▸ Task goal:
Return each line of the entries that holds the string "height".

+++

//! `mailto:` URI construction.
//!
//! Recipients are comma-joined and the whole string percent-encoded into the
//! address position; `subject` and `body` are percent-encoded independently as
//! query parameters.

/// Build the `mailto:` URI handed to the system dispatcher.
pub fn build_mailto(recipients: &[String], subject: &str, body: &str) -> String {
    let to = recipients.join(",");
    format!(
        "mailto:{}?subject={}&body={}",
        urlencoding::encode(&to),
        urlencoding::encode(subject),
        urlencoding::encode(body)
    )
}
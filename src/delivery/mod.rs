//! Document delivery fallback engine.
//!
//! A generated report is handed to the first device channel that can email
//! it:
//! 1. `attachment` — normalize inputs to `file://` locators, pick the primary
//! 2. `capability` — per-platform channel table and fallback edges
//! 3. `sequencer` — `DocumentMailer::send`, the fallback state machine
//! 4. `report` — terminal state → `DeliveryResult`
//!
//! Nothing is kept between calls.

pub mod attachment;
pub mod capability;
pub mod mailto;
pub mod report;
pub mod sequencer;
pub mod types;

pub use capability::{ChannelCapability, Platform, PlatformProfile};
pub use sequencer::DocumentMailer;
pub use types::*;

+++

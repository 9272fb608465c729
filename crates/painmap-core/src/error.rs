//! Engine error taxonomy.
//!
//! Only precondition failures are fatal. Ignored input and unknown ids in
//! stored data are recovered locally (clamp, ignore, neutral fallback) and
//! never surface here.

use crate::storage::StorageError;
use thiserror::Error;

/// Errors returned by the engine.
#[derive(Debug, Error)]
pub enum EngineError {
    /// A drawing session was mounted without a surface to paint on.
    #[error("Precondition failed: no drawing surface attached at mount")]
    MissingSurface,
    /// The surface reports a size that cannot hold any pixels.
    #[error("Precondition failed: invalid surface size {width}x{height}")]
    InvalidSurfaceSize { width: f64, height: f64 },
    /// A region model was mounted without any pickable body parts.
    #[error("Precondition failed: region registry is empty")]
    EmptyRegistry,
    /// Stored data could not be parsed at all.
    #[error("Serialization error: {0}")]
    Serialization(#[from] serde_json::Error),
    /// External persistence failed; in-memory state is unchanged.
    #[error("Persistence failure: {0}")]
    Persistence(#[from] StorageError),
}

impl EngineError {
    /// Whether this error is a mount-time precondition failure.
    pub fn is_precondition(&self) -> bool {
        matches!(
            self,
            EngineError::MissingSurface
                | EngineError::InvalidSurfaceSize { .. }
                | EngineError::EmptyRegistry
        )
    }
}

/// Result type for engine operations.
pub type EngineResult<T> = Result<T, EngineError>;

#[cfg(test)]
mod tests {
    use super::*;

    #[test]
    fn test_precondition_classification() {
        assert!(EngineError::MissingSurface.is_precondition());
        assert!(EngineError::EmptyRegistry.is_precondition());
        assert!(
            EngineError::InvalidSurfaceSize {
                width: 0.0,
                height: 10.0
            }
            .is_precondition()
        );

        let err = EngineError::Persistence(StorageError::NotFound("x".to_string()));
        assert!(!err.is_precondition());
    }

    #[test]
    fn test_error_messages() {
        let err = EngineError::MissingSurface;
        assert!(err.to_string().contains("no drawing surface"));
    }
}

+++

▸ Response:
    #[error("Precondition failed: invalid surface size {width}x{height}")]
    InvalidSurfaceSize { width: f64, height: f64 },
                height: 10.0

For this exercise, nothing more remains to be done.